Trying my hand on…

… mixing and mastering.

I found some midi files in the internet with which I play around, using them to just have some input for the tools I’m trying to learn, like Ardour.

Problem is: I forgot who actually made this, and where I’ve downloaded it from. In this case, it’s the famous 1959 piece from Paul Desmond, Take Five. So I have no idea if the midi file I downloaded was licensed under some free license, like GPL or CC – or if it only was freely available on some download site. So in case the author of that file reads this and has anything against me working on it and showing and making audible the result here, let me know if you can still prove that you made it.

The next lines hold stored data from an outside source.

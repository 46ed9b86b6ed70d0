use std::fs;
use xigt_core::{
    dump, dump_path, dumps, load, load_path, loads, CodecError, Corpus, Igt, Item, LoadMode, Tier,
    XigtNode,
};

const SAMPLE: &str = r#"{
  "namespaces": {"dc": "http://purl.org/dc/elements/1.1/"},
  "igts": [
    {
      "id": "i1",
      "attributes": {"dc:source": "fieldwork"},
      "tiers": [
        {"id": "p", "type": "phrases", "items": [{"id": "p1", "text": "inu ga hoeru"}]}
      ]
    }
  ]
}"#;

fn small_corpus() -> Corpus {
    Corpus::new().with_igt(
        Igt::new("i1").with_tier(Tier::new("p", "phrases").with_item(Item::new("p1").with_text("x"))),
    )
}

#[test]
fn loads_reads_a_document() {
    let corpus = loads(SAMPLE).unwrap();
    assert_eq!(corpus.mode, LoadMode::Full);
    assert_eq!(corpus.igts.len(), 1);
    let item = corpus.get("i1").and_then(|igt| igt.get_item("p1")).unwrap();
    assert_eq!(item.text(), Some("inu ga hoeru"));
}

#[test]
fn load_records_requested_mode() {
    let corpus = load(SAMPLE.as_bytes(), LoadMode::Incremental).unwrap();
    assert_eq!(corpus.mode, LoadMode::Incremental);
}

#[test]
fn loads_rejects_invalid_json() {
    let err = loads("{\"igts\": [").unwrap_err();
    assert!(matches!(err, CodecError::Json(_)));
}

#[test]
fn loads_rejects_non_object_root() {
    let err = loads("[]").unwrap_err();
    assert!(matches!(err, CodecError::Malformed { .. }));
}

#[test]
fn dump_of_non_corpus_writes_nothing() {
    let tier = Tier::new("w", "words");
    let mut out = Vec::new();

    let err = dump(&mut out, &tier).unwrap_err();

    assert!(matches!(err, CodecError::InvalidArgument(_)));
    assert!(out.is_empty());
}

#[test]
fn dumps_is_pretty_printed() {
    let text = dumps(&small_corpus()).unwrap();
    assert!(text.starts_with("{\n  \"igts\": ["));
}

#[test]
fn dump_then_load_through_a_buffer() {
    let corpus = small_corpus();
    let mut out = Vec::new();
    dump(&mut out, &corpus).unwrap();

    let reloaded = load(out.as_slice(), LoadMode::Full).unwrap();
    assert_eq!(reloaded, corpus);
}

#[test]
fn dump_path_and_load_path_round_trip() {
    let dir = tempfile::tempdir().expect("temp dir should be created");
    let path = dir.path().join("corpus.json");
    let corpus = loads(SAMPLE).unwrap();

    dump_path(&path, &corpus).unwrap();
    let reloaded = load_path(&path, LoadMode::Transient).unwrap();

    assert_eq!(reloaded.mode, LoadMode::Transient);
    assert_eq!(reloaded.igts, corpus.igts);
    let written = fs::read_to_string(&path).unwrap();
    assert!(written.contains("\"dc:source\": \"fieldwork\""));
}

#[test]
fn load_path_reports_missing_file() {
    let dir = tempfile::tempdir().expect("temp dir should be created");
    let err = load_path(dir.path().join("absent.json"), LoadMode::Full).unwrap_err();
    assert!(matches!(err, CodecError::Io(_)));
}

#[test]
fn metachild_without_name_reports_its_path() {
    let input = r#"{"metadata": [{"metas": [{"children": [{"text": "orphan"}]}]}], "igts": []}"#;
    let err = loads(input).unwrap_err();
    match err {
        CodecError::Malformed { path, .. } => {
            assert_eq!(path, "$.metadata[0].metas[0].children[0]");
        }
        other => panic!("unexpected error: {other}"),
    }
}

#[test]
fn unknown_fields_are_ignored() {
    let input = r#"{"igts": [{"id": "i1", "tiers": [], "comment": "skip me"}], "extra": 1}"#;
    let corpus = loads(input).unwrap();
    assert_eq!(corpus.igts[0].id(), Some("i1"));
}
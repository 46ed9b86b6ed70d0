//! Document tree model for interlinear glossed text.
//!
//! # Responsibility
//! - Define the node types, attribute keys and namespace maps shared by the
//!   codec, the query helpers and importers.
//!
//! # Invariants
//! - The tree has a fixed shape; only `MetaChild` nests recursively.
//! - Child ordering is significant everywhere.

pub mod attributes;
pub mod namespace;
pub mod node;
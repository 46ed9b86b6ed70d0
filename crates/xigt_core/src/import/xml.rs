//! Minimal owned XML element tree built from `quick-xml` events.

use crate::import::{ImportError, ImportResult};
use quick_xml::events::{BytesStart, Event};
use quick_xml::Reader;

#[derive(Debug, Clone, Default, PartialEq, Eq)]
pub(crate) struct Element {
    pub name: String,
    pub attributes: Vec<(String, String)>,
    pub text: String,
    pub children: Vec<Element>,
}

impl Element {
    pub fn find(&self, name: &str) -> Option<&Element> {
        self.children.iter().find(|child| child.name == name)
    }

    pub fn find_all<'a>(&'a self, name: &'a str) -> impl Iterator<Item = &'a Element> + 'a {
        self.children.iter().filter(move |child| child.name == name)
    }

    pub fn attribute(&self, name: &str) -> Option<&str> {
        self.attributes
            .iter()
            .find(|(key, _)| key == name)
            .map(|(_, value)| value.as_str())
    }

    pub fn text(&self) -> &str {
        self.text.trim()
    }

    /// Text of the first `name` child, or `MissingElement`.
    pub fn child_text(&self, name: &'static str) -> ImportResult<&str> {
        self.find(name)
            .map(Element::text)
            .ok_or_else(|| ImportError::MissingElement {
                parent: self.name.clone(),
                element: name,
            })
    }
}

/// Parses `input` into its root element.
pub(crate) fn parse(input: &str) -> ImportResult<Element> {
    let mut reader = Reader::from_str(input);
    reader.config_mut().trim_text(true);

    let mut stack: Vec<Element> = Vec::new();
    let mut root: Option<Element> = None;
    loop {
        match reader.read_event()? {
            Event::Start(start) => stack.push(element_from(&start)?),
            Event::Empty(start) => {
                let element = element_from(&start)?;
                attach(&mut stack, &mut root, element);
            }
            Event::End(_) => {
                if let Some(element) = stack.pop() {
                    attach(&mut stack, &mut root, element);
                }
            }
            Event::Text(text) => {
                if let Some(current) = stack.last_mut() {
                    current.text.push_str(&text.unescape()?);
                }
            }
            Event::CData(data) => {
                if let Some(current) = stack.last_mut() {
                    current.text.push_str(&String::from_utf8_lossy(&data));
                }
            }
            Event::Eof => break,
            _ => {}
        }
    }

    root.ok_or(ImportError::MissingElement {
        parent: "document".to_string(),
        element: "root",
    })
}

fn element_from(start: &BytesStart<'_>) -> ImportResult<Element> {
    let mut attributes = Vec::new();
    for attr in start.attributes() {
        let attr = attr?;
        let key = String::from_utf8_lossy(attr.key.as_ref()).into_owned();
        let value = attr.unescape_value()?.into_owned();
        attributes.push((key, value));
    }
    Ok(Element {
        name: String::from_utf8_lossy(start.name().as_ref()).into_owned(),
        attributes,
        text: String::new(),
        children: Vec::new(),
    })
}

fn attach(stack: &mut [Element], root: &mut Option<Element>, element: Element) {
    match stack.last_mut() {
        Some(parent) => parent.children.push(element),
        None => {
            if root.is_none() {
                *root = Some(element);
            }
        }
    }
}

#[cfg(test)]
mod tests {
    use super::parse;
    use crate::import::ImportError;

    #[test]
    fn builds_nested_elements_with_attributes() {
        let root = parse(
            r#"<?xml version="1.0"?>
            <TEXT id="t1"><S id="s1"><FORM>a &amp; b</FORM><AUDIO start="0"/></S></TEXT>"#,
        )
        .unwrap();

        assert_eq!(root.name, "TEXT");
        assert_eq!(root.attribute("id"), Some("t1"));
        let sentence = root.find("S").unwrap();
        assert_eq!(sentence.child_text("FORM").unwrap(), "a & b");
        assert_eq!(sentence.find("AUDIO").and_then(|a| a.attribute("start")), Some("0"));
    }

    #[test]
    fn reports_mismatched_tags() {
        let err = parse("<TEXT><S></TEXT>").unwrap_err();
        assert!(matches!(err, ImportError::Xml(_)));
    }

    #[test]
    fn child_text_reports_missing_element() {
        let root = parse("<W><M/></W>").unwrap();
        let err = root.child_text("FORM").unwrap_err();
        assert_eq!(err.to_string(), "<W> is missing required <FORM>");
    }
}
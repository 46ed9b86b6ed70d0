//! Pangloss XML importer.
//!
//! # Responsibility
//! - Read Pangloss `TEXT > S > W > M` documents.
//! - Build one igt per sentence with phrase, word, morpheme, gloss and
//!   translation tiers linked by segmentation/alignment references.
//!
//! # Invariants
//! - Only `TRANSL` elements whose `xml:lang` matches `gloss_lang` are used.
//! - Word and morpheme segmentation spans are character offsets that resolve
//!   back to the item text through `query::resolve_expression`.
//! - The output path is a parameter; the importer holds no global state.

use crate::codec::dump_path;
use crate::import::xml::{self, Element};
use crate::import::ImportResult;
use crate::model::node::{Corpus, Igt, Item, Tier, XigtNode, ALIGNMENT_ATTR, SEGMENTATION_ATTR};
use log::info;
use std::path::{Path, PathBuf};

const LANG_ATTR: &str = "xml:lang";

/// Importer configuration.
#[derive(Debug, Clone, PartialEq, Eq)]
pub struct ImportOptions {
    /// Language of the glosses and translations to keep.
    pub gloss_lang: String,
}

impl Default for ImportOptions {
    fn default() -> Self {
        Self {
            gloss_lang: "en".to_string(),
        }
    }
}

/// Summary returned by `xigt_import`.
#[derive(Debug, Clone, PartialEq, Eq)]
pub struct ImportReport {
    pub output: PathBuf,
    pub igts: usize,
}

/// Imports `input` and writes the resulting corpus as JSON to `output`.
pub fn xigt_import(
    input: impl AsRef<Path>,
    output: impl AsRef<Path>,
    options: &ImportOptions,
) -> ImportResult<ImportReport> {
    let corpus = import_path(input.as_ref(), options)?;
    let output = output.as_ref();
    dump_path(output, &corpus)?;
    info!(
        "event=pangloss_import module=import status=ok input={} output={} igts={}",
        input.as_ref().display(),
        output.display(),
        corpus.igts.len()
    );
    Ok(ImportReport {
        output: output.to_path_buf(),
        igts: corpus.igts.len(),
    })
}

/// Reads and imports the Pangloss document at `path`.
pub fn import_path(path: impl AsRef<Path>, options: &ImportOptions) -> ImportResult<Corpus> {
    let input = std::fs::read_to_string(path)?;
    import_str(&input, options)
}

/// Imports a Pangloss document held in memory.
pub fn import_str(input: &str, options: &ImportOptions) -> ImportResult<Corpus> {
    let root = xml::parse(input)?;
    let mut corpus = Corpus::new();
    for (index, sentence) in root.find_all("S").enumerate() {
        let phrase = read_sentence(sentence, &options.gloss_lang)?;
        corpus.push(build_igt(index + 1, &phrase));
    }
    Ok(corpus)
}

#[derive(Debug, Default)]
struct Phrase {
    words: Vec<Word>,
    translation: Option<String>,
}

#[derive(Debug, Default)]
struct Word {
    form: String,
    morphemes: Vec<Morpheme>,
    /// Glosses attached to the word itself (used when it has no morphemes).
    glosses: Vec<String>,
}

#[derive(Debug, Default)]
struct Morpheme {
    form: String,
    glosses: Vec<String>,
}

fn read_sentence(sentence: &Element, lang: &str) -> ImportResult<Phrase> {
    let mut words = Vec::new();
    for word in sentence.find_all("W") {
        let mut morphemes = Vec::new();
        for morpheme in word.find_all("M") {
            morphemes.push(Morpheme {
                form: morpheme.child_text("FORM")?.to_string(),
                glosses: translations(morpheme, lang),
            });
        }
        words.push(Word {
            form: word.child_text("FORM")?.to_string(),
            morphemes,
            glosses: translations(word, lang),
        });
    }
    Ok(Phrase {
        words,
        translation: translations(sentence, lang).into_iter().next(),
    })
}

fn translations(element: &Element, lang: &str) -> Vec<String> {
    element
        .find_all("TRANSL")
        .filter(|transl| transl.attribute(LANG_ATTR) == Some(lang))
        .map(|transl| transl.text().to_string())
        .collect()
}

fn build_igt(number: usize, phrase: &Phrase) -> Igt {
    let phrase_id = format!("p{number}");
    let phrase_text = phrase
        .words
        .iter()
        .map(|word| word.form.as_str())
        .collect::<Vec<_>>()
        .join(" ");

    let phrases =
        Tier::new("p", "phrases").with_item(Item::new(&phrase_id).with_text(&phrase_text));
    let mut words = Tier::new("w", "words").with_attribute(SEGMENTATION_ATTR, "p");
    let mut morphemes = Tier::new("m", "morphemes").with_attribute(SEGMENTATION_ATTR, "w");
    let mut glosses = Tier::new("g", "glosses").with_attribute(ALIGNMENT_ATTR, "m");
    let mut translations = Tier::new("t", "translations").with_attribute(ALIGNMENT_ATTR, "p");

    let mut offset = 0;
    for (word_index, word) in phrase.words.iter().enumerate() {
        let word_id = format!("w{}", word_index + 1);
        let len = word.form.chars().count();
        words.push(
            Item::new(&word_id)
                .with_text(&word.form)
                .with_attribute(
                    SEGMENTATION_ATTR,
                    format!("{phrase_id}[{offset}:{}]", offset + len),
                ),
        );
        offset += len + 1;

        if word.morphemes.is_empty() {
            for (gloss_index, gloss) in word.glosses.iter().enumerate() {
                glosses.push(
                    Item::new(format!("g{}.{}", word_index + 1, gloss_index + 1))
                        .with_text(gloss)
                        .with_attribute(ALIGNMENT_ATTR, &word_id),
                );
            }
            continue;
        }

        let mut cursor = 0;
        let mut gloss_number = 0;
        for (morpheme_index, morpheme) in word.morphemes.iter().enumerate() {
            let morpheme_id = format!("m{}.{}", word_index + 1, morpheme_index + 1);
            let mut item = Item::new(&morpheme_id).with_text(&morpheme.form);
            if let Some((start, end)) = locate(&word.form, &morpheme.form, cursor) {
                item.set_attribute(SEGMENTATION_ATTR, format!("{word_id}[{start}:{end}]"));
                cursor = end;
            }
            morphemes.push(item);

            for gloss in &morpheme.glosses {
                gloss_number += 1;
                glosses.push(
                    Item::new(format!("g{}.{gloss_number}", word_index + 1))
                        .with_text(gloss)
                        .with_attribute(ALIGNMENT_ATTR, &morpheme_id),
                );
            }
        }
    }

    if let Some(translation) = &phrase.translation {
        translations.push(
            Item::new("t1")
                .with_text(translation)
                .with_attribute(ALIGNMENT_ATTR, &phrase_id),
        );
    }

    Igt::new(format!("igt{number}"))
        .with_tier(phrases)
        .with_tier(words)
        .with_tier(morphemes)
        .with_tier(glosses)
        .with_tier(translations)
}

/// Finds `morpheme` in `word` at or after char offset `from`.
///
/// Affix markers (`-`, `=`) are ignored. Returns char offsets.
fn locate(word: &str, morpheme: &str, from: usize) -> Option<(usize, usize)> {
    let needle: Vec<char> = morpheme
        .trim_matches(|c: char| c == '-' || c == '=')
        .chars()
        .collect();
    if needle.is_empty() {
        return None;
    }
    let haystack: Vec<char> = word.chars().collect();
    (from..=haystack.len().checked_sub(needle.len())?)
        .find(|&start| haystack[start..start + needle.len()] == needle[..])
        .map(|start| (start, start + needle.len()))
}
//! Attribute keys and insertion-ordered attribute maps.
//!
//! # Responsibility
//! - Model attribute names as an explicit sum type instead of sniffing
//!   strings for a `{uri}` prefix.
//! - Keep attributes in insertion order so serialized output is stable.
//!
//! # Invariants
//! - A key appears at most once in an `Attributes` map.
//! - `Plain("a")` and `Qualified { uri, local: "a" }` are distinct keys.

use std::fmt::{Display, Formatter};

/// Attribute name, either plain or bound to a namespace URI.
#[derive(Debug, Clone, PartialEq, Eq, Hash, PartialOrd, Ord)]
pub enum AttrKey {
    /// Unqualified attribute name.
    Plain(String),
    /// Namespace-qualified name, stored by URI rather than by prefix.
    Qualified { uri: String, local: String },
}

impl AttrKey {
    pub fn plain(name: impl Into<String>) -> Self {
        Self::Plain(name.into())
    }

    pub fn qualified(uri: impl Into<String>, local: impl Into<String>) -> Self {
        Self::Qualified {
            uri: uri.into(),
            local: local.into(),
        }
    }

    /// Parses Clark notation (`{uri}local`).
    ///
    /// Returns `None` when `raw` is not in Clark notation or either part is
    /// empty.
    pub fn from_clark(raw: &str) -> Option<Self> {
        let rest = raw.strip_prefix('{')?;
        let (uri, local) = rest.split_once('}')?;
        if uri.is_empty() || local.is_empty() {
            return None;
        }
        Some(Self::qualified(uri, local))
    }

    /// Renders the key in Clark notation; plain keys are returned unchanged.
    pub fn to_clark(&self) -> String {
        match self {
            Self::Plain(name) => name.clone(),
            Self::Qualified { uri, local } => format!("{{{uri}}}{local}"),
        }
    }

    pub fn local_name(&self) -> &str {
        match self {
            Self::Plain(name) => name,
            Self::Qualified { local, .. } => local,
        }
    }

    pub fn uri(&self) -> Option<&str> {
        match self {
            Self::Plain(_) => None,
            Self::Qualified { uri, .. } => Some(uri),
        }
    }

    pub fn is_qualified(&self) -> bool {
        matches!(self, Self::Qualified { .. })
    }
}

impl Display for AttrKey {
    fn fmt(&self, f: &mut Formatter<'_>) -> std::fmt::Result {
        match self {
            Self::Plain(name) => write!(f, "{name}"),
            Self::Qualified { uri, local } => write!(f, "{{{uri}}}{local}"),
        }
    }
}

impl From<&str> for AttrKey {
    fn from(value: &str) -> Self {
        Self::Plain(value.to_string())
    }
}

impl From<String> for AttrKey {
    fn from(value: String) -> Self {
        Self::Plain(value)
    }
}

/// Insertion-ordered attribute map.
///
/// Equality compares the key/value sets and ignores insertion order.
#[derive(Debug, Clone, Default)]
pub struct Attributes {
    entries: Vec<(AttrKey, String)>,
}

impl Attributes {
    pub fn new() -> Self {
        Self::default()
    }

    pub fn len(&self) -> usize {
        self.entries.len()
    }

    pub fn is_empty(&self) -> bool {
        self.entries.is_empty()
    }

    pub fn get(&self, key: &AttrKey) -> Option<&str> {
        self.entries
            .iter()
            .find(|(existing, _)| existing == key)
            .map(|(_, value)| value.as_str())
    }

    /// Looks up an unqualified attribute by name.
    pub fn get_plain(&self, name: &str) -> Option<&str> {
        self.entries.iter().find_map(|(key, value)| match key {
            AttrKey::Plain(existing) if existing == name => Some(value.as_str()),
            _ => None,
        })
    }

    pub fn contains_key(&self, key: &AttrKey) -> bool {
        self.get(key).is_some()
    }

    /// Inserts or replaces a value, keeping the original position on replace.
    ///
    /// Returns the previous value when the key was already present.
    pub fn insert(&mut self, key: impl Into<AttrKey>, value: impl Into<String>) -> Option<String> {
        let key = key.into();
        let value = value.into();
        match self.entries.iter_mut().find(|(existing, _)| *existing == key) {
            Some((_, slot)) => Some(std::mem::replace(slot, value)),
            None => {
                self.entries.push((key, value));
                None
            }
        }
    }

    pub fn remove(&mut self, key: &AttrKey) -> Option<String> {
        let index = self.entries.iter().position(|(existing, _)| existing == key)?;
        Some(self.entries.remove(index).1)
    }

    pub fn iter(&self) -> impl Iterator<Item = (&AttrKey, &str)> {
        self.entries.iter().map(|(key, value)| (key, value.as_str()))
    }
}

impl PartialEq for Attributes {
    fn eq(&self, other: &Self) -> bool {
        self.len() == other.len()
            && self
                .entries
                .iter()
                .all(|(key, value)| other.get(key) == Some(value.as_str()))
    }
}

impl Eq for Attributes {}

impl<K: Into<AttrKey>, V: Into<String>> FromIterator<(K, V)> for Attributes {
    fn from_iter<T: IntoIterator<Item = (K, V)>>(iter: T) -> Self {
        let mut attributes = Self::new();
        for (key, value) in iter {
            attributes.insert(key, value);
        }
        attributes
    }
}
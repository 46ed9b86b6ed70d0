//! Read-side helpers over a decoded or built igt.
//!
//! # Responsibility
//! - Parse alignment/segmentation/content expressions.
//! - Resolve expressions to the text they select inside one igt.
//!
//! # Invariants
//! - Resolution never mutates the tree.
//! - Reference chains longer than `MAX_REFERENCE_DEPTH` are reported as
//!   cycles instead of recursing without bound.

use crate::model::node::{Igt, Item, XigtNode};
use std::error::Error;
use std::fmt::{Display, Formatter};

pub mod alignment;

pub use alignment::{AlignmentExpr, Joiner, Segment, Span};

/// Longest chain of item -> expression -> item references followed.
pub const MAX_REFERENCE_DEPTH: usize = 16;

/// Errors from expression parsing and resolution.
#[derive(Debug, Clone, PartialEq, Eq)]
pub enum QueryError {
    MalformedExpression { expr: String, reason: String },
    UnknownId(String),
    SpanOutOfRange { id: String, span: Span, len: usize },
    /// Item has no text and no `content`/`segmentation` reference.
    MissingText(String),
    CycleDetected(String),
}

impl Display for QueryError {
    fn fmt(&self, f: &mut Formatter<'_>) -> std::fmt::Result {
        match self {
            Self::MalformedExpression { expr, reason } => {
                write!(f, "malformed alignment expression `{expr}`: {reason}")
            }
            Self::UnknownId(id) => write!(f, "no item with id `{id}`"),
            Self::SpanOutOfRange { id, span, len } => write!(
                f,
                "span [{}:{}] is out of range for `{id}` (length {len})",
                span.start, span.end
            ),
            Self::MissingText(id) => write!(f, "item `{id}` has no text to select"),
            Self::CycleDetected(id) => {
                write!(f, "reference chain through `{id}` exceeds {MAX_REFERENCE_DEPTH} levels")
            }
        }
    }
}

impl Error for QueryError {}

/// Resolves `expr` against the items of `igt`.
pub fn resolve_expression(igt: &Igt, expr: &str) -> Result<String, QueryError> {
    resolve_at_depth(igt, expr, 0)
}

impl Item {
    /// Returns the item's text, else the text selected by its `content`
    /// expression, else by its `segmentation` expression.
    pub fn value(&self, igt: &Igt) -> Result<String, QueryError> {
        item_value(igt, self, 0)
    }
}

fn resolve_at_depth(igt: &Igt, expr: &str, depth: usize) -> Result<String, QueryError> {
    let parsed = AlignmentExpr::parse(expr)?;
    let mut out = String::new();
    for segment in &parsed.segments {
        let item = igt
            .get_item(&segment.id)
            .ok_or_else(|| QueryError::UnknownId(segment.id.clone()))?;
        let text = item_value(igt, item, depth + 1)?;
        let selected = match segment.span {
            Some(span) => select_span(&segment.id, &text, span)?,
            None => text,
        };
        if segment.joiner == Some(Joiner::Delimit) {
            out.push(' ');
        }
        out.push_str(&selected);
    }
    Ok(out)
}

fn item_value(igt: &Igt, item: &Item, depth: usize) -> Result<String, QueryError> {
    let id = item.id().unwrap_or_default();
    if depth > MAX_REFERENCE_DEPTH {
        return Err(QueryError::CycleDetected(id.to_string()));
    }
    if let Some(text) = item.text() {
        return Ok(text.to_string());
    }
    match item.content().or_else(|| item.segmentation()) {
        Some(expr) => resolve_at_depth(igt, expr, depth),
        None => Err(QueryError::MissingText(id.to_string())),
    }
}

fn select_span(id: &str, text: &str, span: Span) -> Result<String, QueryError> {
    let len = text.chars().count();
    if span.end > len {
        return Err(QueryError::SpanOutOfRange {
            id: id.to_string(),
            span,
            len,
        });
    }
    Ok(text
        .chars()
        .skip(span.start)
        .take(span.end - span.start)
        .collect())
}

The score looked a bit strange in Musescore:

Screenshot from 2017-04-02 00:37:19

Hm, guitar? And two bass lines?

After listening to it for a while, I decided to mark the lowest line as “percussion”, since with a normal instrument sound it was quite disharmonic. And the pattern looked much more like additional drums and/or percussions.

I also threw out the guitar which made the piece quite busy. And finally I decided to even leave out the main instrument: the saxophone. Better make some kind of accompanying piece for a real musician (or even for myself) than something which doesn’t sound that well with the (virtual) instruments I have at my disposal.

So in the end I just used 3 tracks: piano, bass & drums.

The piano is the Salamander GrandPiano by “rytmenpinne” Alexander Holm, which you can download here (you need a computer with some RAM because this sample alone is almost 2GB uncompressed).

Bass & Drums are both from the Calf Fluidsynth with a GM compatible soundfont. I changed the patch from a fingered to an acoustic bass which sounded nicer and deeper in my opinion.

So in the end, after exporting it from Ardour, it looked like this on my screen:

Screenshot from 2017-04-02 00:40:33

You see the main Ardour window in the background, while an analysis of the final output is in the front. I set the loudness according to the EBU recommendation R 128 to -23 LUFS (known as “LUKS” in the US), with true peaks at -5.2 dB. So this should have the same average loudness as your average radio or TV program:

Enjoy. And as always, thanks for reading.